Here is an example taken from the aeson package:
data Coord = Coord { x :: Double, y :: Double }
instance FromJSON Coord where
parseJSON (Object v) =
Coord <$>
v .: "x" <*>
v .: "y"
There are some ADTs like ZipList that can have applicative instances, but not monadic instances. This was a very helpful example for me when understanding the difference between applicatives and monads. Since so many applicatives are also monads, it's easy to not see the difference between the two without a concrete example like ZipList.
I think it might be worthwhile to browse the sources of packages on Hackage, and see first-handedly how applicative functors and the like are used in existing Haskell code.
I described an example of practical use of the applicative functor in a discussion, which I quote below.
Note the code examples are pseudo-code for my hypothetical language which would hide the type classes in a conceptual form of subtyping, so if you see a method call for apply just translate into your type class model, e.g. <*> in Scalaz or Haskell.

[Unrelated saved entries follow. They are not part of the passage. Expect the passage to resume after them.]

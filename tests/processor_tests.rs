use serde_json::{json, Value as Json};
use shroud::{process, process_with_report, Document, Outcome, ProcessError, Skip};
use std::convert::Infallible;
use std::error::Error as _;

fn tag(s: &str) -> Result<String, Infallible> {
    Ok(format!("<{}>", s))
}

fn run(keys: &[&str], input: Json) -> Json {
    let mut doc = Document::from(input);
    process(keys, &mut doc, tag).unwrap();
    Json::from(doc)
}

// ============================================================================
// Empty key list
// ============================================================================

#[test]
fn test_no_keys_is_noop() {
    let input = json!({"a": "x", "b": [{"c": "y"}], "d": {"e": "z"}});
    assert_eq!(run(&[], input.clone()), input);
}

#[test]
fn test_no_keys_never_calls_transform() {
    let mut doc = Document::from(json!({"a": "x"}));
    let keys: Vec<String> = Vec::new();
    process(&keys, &mut doc, |_: &str| -> Result<String, Infallible> {
        panic!("transform must not be called")
    })
    .unwrap();
}

#[test]
fn test_returns_same_document() {
    let mut doc = Document::from(json!({"a": "x"}));
    let returned = process(&["a"], &mut doc, tag).unwrap();
    *returned = Document::Null;
    assert_eq!(doc, Document::Null);
}

// ============================================================================
// Simple keys
// ============================================================================

#[test]
fn test_simple_string_rewritten() {
    assert_eq!(run(&["name"], json!({"name": "abc", "x": 1})), json!({"name": "<abc>", "x": 1}));
}

#[test]
fn test_simple_non_strings_untouched() {
    let input = json!({
        "n": 42,
        "f": 1.5,
        "b": true,
        "z": null,
        "o": {"name": "x"},
        "a": ["x"]
    });
    assert_eq!(run(&["n", "f", "b", "z", "o", "a"], input.clone()), input);
}

#[test]
fn test_simple_absent_untouched() {
    let input = json!({"other": "x"});
    assert_eq!(run(&["name"], input.clone()), input);
}

#[test]
fn test_simple_on_non_object_root() {
    for input in [json!(["name"]), json!("name"), json!(3), json!(null)] {
        assert_eq!(run(&["name"], input.clone()), input);
    }
}

#[test]
fn test_empty_string_is_still_a_string() {
    assert_eq!(run(&["a"], json!({"a": ""})), json!({"a": "<>"}));
}

// ============================================================================
// Nested keys
// ============================================================================

#[test]
fn test_nested_rewritten() {
    assert_eq!(run(&["a:b"], json!({"a": {"b": "x", "c": "y"}})), json!({"a": {"b": "<x>", "c": "y"}}));
}

#[test]
fn test_nested_missing_child() {
    assert_eq!(run(&["a:b"], json!({"a": {}})), json!({"a": {}}));
}

#[test]
fn test_nested_missing_parent() {
    assert_eq!(run(&["a:b"], json!({})), json!({}));
}

#[test]
fn test_nested_parent_is_scalar() {
    for parent in [json!("b"), json!(1), json!(null), json!(false)] {
        let input = json!({"a": parent});
        assert_eq!(run(&["a:b"], input.clone()), input);
    }
}

#[test]
fn test_nested_parent_is_array_is_not_broadcast() {
    let input = json!({"a": [{"b": "x"}, {"b": "y"}]});
    assert_eq!(run(&["a:b"], input.clone()), input);
}

#[test]
fn test_nested_child_not_string() {
    let input = json!({"a": {"b": {"c": "x"}}});
    assert_eq!(run(&["a:b"], input.clone()), input);
}

// ============================================================================
// Array broadcast
// ============================================================================

#[test]
fn test_broadcast_under_field() {
    assert_eq!(
        run(&["arr[]:c"], json!({"arr": [{"c": "1"}, {"c": "2"}, {"other": 1}]})),
        json!({"arr": [{"c": "<1>"}, {"c": "<2>"}, {"other": 1}]})
    );
}

#[test]
fn test_broadcast_root_array() {
    assert_eq!(run(&["[]:c"], json!([{"c": "x"}])), json!([{"c": "<x>"}]));
}

#[test]
fn test_broadcast_skips_elements_individually() {
    // Elements after a non-matching one are still processed, each at its own index.
    assert_eq!(
        run(
            &["arr[]:c"],
            json!({"arr": [{"d": "0"}, {"c": 5}, "scalar", [1], null, {"c": "5"}, {"c": "6"}]})
        ),
        json!({"arr": [{"d": "0"}, {"c": 5}, "scalar", [1], null, {"c": "<5>"}, {"c": "<6>"}]})
    );
}

#[test]
fn test_broadcast_target_not_array() {
    for target in [json!({"c": "x"}), json!("x"), json!(1), json!(null)] {
        let input = json!({"arr": target});
        assert_eq!(run(&["arr[]:c"], input.clone()), input);
    }
}

#[test]
fn test_broadcast_missing_array() {
    let input = json!({"other": [{"c": "x"}]});
    assert_eq!(run(&["arr[]:c"], input.clone()), input);
}

#[test]
fn test_root_broadcast_on_object_root() {
    let input = json!({"c": "x"});
    assert_eq!(run(&["[]:c"], input.clone()), input);
}

#[test]
fn test_broadcast_empty_array() {
    assert_eq!(run(&["arr[]:c"], json!({"arr": []})), json!({"arr": []}));
}

#[test]
fn test_broadcast_visits_in_index_order() {
    let mut doc = Document::from(json!({"arr": [{"c": "a"}, {"c": "b"}, {"c": "c"}]}));
    let mut seen = Vec::new();
    process(&["arr[]:c"], &mut doc, |s: &str| {
        seen.push(s.to_string());
        Ok::<_, Infallible>(s.to_string())
    })
    .unwrap();
    assert_eq!(seen, vec!["a", "b", "c"]);
}

// ============================================================================
// Multiple keys
// ============================================================================

#[test]
fn test_keys_applied_in_order_and_independently() {
    let input = json!({
        "ssn": "1",
        "card": {"number": "2", "exp": 12},
        "contacts": [{"email": "3"}, {"phone": "4"}]
    });
    let expected = json!({
        "ssn": "<1>",
        "card": {"number": "<2>", "exp": 12},
        "contacts": [{"email": "<3>"}, {"phone": "4"}]
    });
    assert_eq!(
        run(&["missing", "ssn", "card:number", "card:exp", "contacts[]:email", "x[]:y"], input),
        expected
    );
}

#[test]
fn test_same_key_twice_applies_twice() {
    assert_eq!(run(&["a", "a"], json!({"a": "x"})), json!({"a": "<<x>>"}));
}

// ============================================================================
// Failures
// ============================================================================

#[test]
fn test_unsupported_nesting_aborts_remaining_keys() {
    let mut doc = Document::from(json!({"a": "1", "b": "2"}));
    let err = process(&["a", "x:y:z", "b"], &mut doc, tag).unwrap_err();

    assert!(matches!(err, ProcessError::UnsupportedNesting(_)));
    assert!(err.is_bad_request());
    // earlier key kept, later key never attempted
    assert_eq!(Json::from(doc), json!({"a": "<1>", "b": "2"}));
}

#[test]
fn test_unsupported_nesting_regardless_of_document() {
    for input in [json!({}), json!([]), json!(null), json!({"a": {"b": {"c": "x"}}})] {
        let mut doc = Document::from(input);
        let err = process(&["a:b:c"], &mut doc, tag).unwrap_err();
        assert!(err.is_bad_request());
    }
}

#[derive(Debug)]
struct Refused;

impl std::fmt::Display for Refused {
    fn fmt(&self, f: &mut std::fmt::Formatter<'_>) -> std::fmt::Result {
        write!(f, "refused")
    }
}

impl std::error::Error for Refused {}

#[test]
fn test_transform_failure_is_wrapped_and_aborts() {
    let mut doc = Document::from(json!({"a": "ok", "b": "bad", "c": "ok"}));
    let err = process(&["a", "b", "c"], &mut doc, |s: &str| {
        if s == "bad" { Err(Refused) } else { Ok(s.to_uppercase()) }
    })
    .unwrap_err();

    assert!(!err.is_bad_request());
    match &err {
        ProcessError::Processing { key, .. } => assert_eq!(key, "b"),
        other => panic!("Expected Processing, got {:?}", other),
    }
    assert!(err.to_string().contains("non-existent member"));
    assert_eq!(err.source().map(|e| e.to_string()), Some("refused".to_string()));
    assert_eq!(Json::from(doc), json!({"a": "OK", "b": "bad", "c": "ok"}));
}

#[test]
fn test_transform_failure_mid_broadcast_keeps_earlier_elements() {
    let mut doc = Document::from(json!([{"c": "1"}, {"c": "bad"}, {"c": "3"}]));
    let err = process(&["[]:c"], &mut doc, |s: &str| {
        if s == "bad" { Err(Refused) } else { Ok(format!("#{}", s)) }
    })
    .unwrap_err();

    assert!(matches!(err, ProcessError::Processing { .. }));
    assert_eq!(Json::from(doc), json!([{"c": "#1"}, {"c": "bad"}, {"c": "3"}]));
}

#[test]
fn test_string_errors_are_accepted() {
    let mut doc = Document::from(json!({"a": "x"}));
    let err = process(&["a"], &mut doc, |_: &str| Err::<String, _>("boom")).unwrap_err();
    assert!(err.to_string().contains("boom"));
}

// ============================================================================
// Reports
// ============================================================================

#[test]
fn test_report_per_key() {
    let mut doc = Document::from(json!({"a": "x", "n": 1, "arr": [{"c": "1"}, {"c": "2"}]}));
    let reports = process_with_report(&["a", "n", "missing", "arr[]:c"], &mut doc, tag).unwrap();

    let outcomes: Vec<Outcome> = reports.into_iter().map(|r| r.outcome).collect();
    assert_eq!(
        outcomes,
        vec![
            Outcome::Applied(1),
            Outcome::Skipped(Skip::WrongShape {
                path: "n".into(),
                expected: "string",
                found: "integer"
            }),
            Outcome::Skipped(Skip::Absent { path: "missing".into() }),
            Outcome::Applied(2),
        ]
    );
}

If we mark elements of an array or hashmap with null or none to
indicate their index or key is valid yet valueless, the Applicative
enables without any boilerplate skipping the valueless elements while
applying operations to the elements that have a value. And more
importantly it can automatically handle any Wrapped semantics that
are unknown a priori, i.e. operations on T over
Hashmap[Wrapped[T]] (any over any level of composition, e.g. Hashmap[Wrapped[Wrapped2[T]]] because applicative is composable but monad is not).
I can already picture how it will make my code easier to
understand. I can focus on the semantics, not on all the
cruft to get me there and my semantics will be open under extension of
Wrapped whereas all your example code isn’t.
Significantly, I forgot to point out before that your prior examples
do not emulate the return value of the Applicative, which will be a
List, not a Nullable, Option, or Maybe. So even my attempts to
repair your examples were not emulating Applicative.apply.
Remember the functionToApply is the input to the
Applicative.apply, so the container maintains control.
list1.apply( list2.apply( ... listN.apply( List.lift(functionToApply) ) ... ) )
Equivalently.
list1.apply( list2.apply( ... listN.map(functionToApply) ... ) )
And my proposed syntactical sugar which the compiler would translate
to the above.
funcToApply(list1, list2, ... list N)
It is useful to read that interactive discussion, because I can't copy it all here. I expect that url to not break, given who the owner of that blog is. For example, I quote from further down the discussion.
the conflation of out-of-statement control flow with assignment is probably not desired by most programmers
Applicative.apply is for generalizing the partial application of functions to parameterized types (a.k.a. generics) at any level of nesting (composition) of the type parameter. This is all about making more generalized composition possible. The generality can’t be accomplished by pulling it outside the completed evaluation (i.e. return value) of the function, analogous to the onion can’t be peeled from the inside-out.
Thus it isn’t conflation, it is a new degree-of-freedom that is not currently available to you. Per our discussion up thread, this is why you must throw exceptions or stored them in a global variable, because your language doesn’t have this degree-of-freedom. And that is not the only application of these category theory functors (expounded in my comment in moderator queue).
I provided a link to an example abstracting validation in Scala, F#, and C#, which is currently stuck in moderator queue. Compare the obnoxious C# version of the code. And the reason is because the C# is not generalized. I intuitively expect that C# case-specific boilerplate will explode geometrically as the program grows.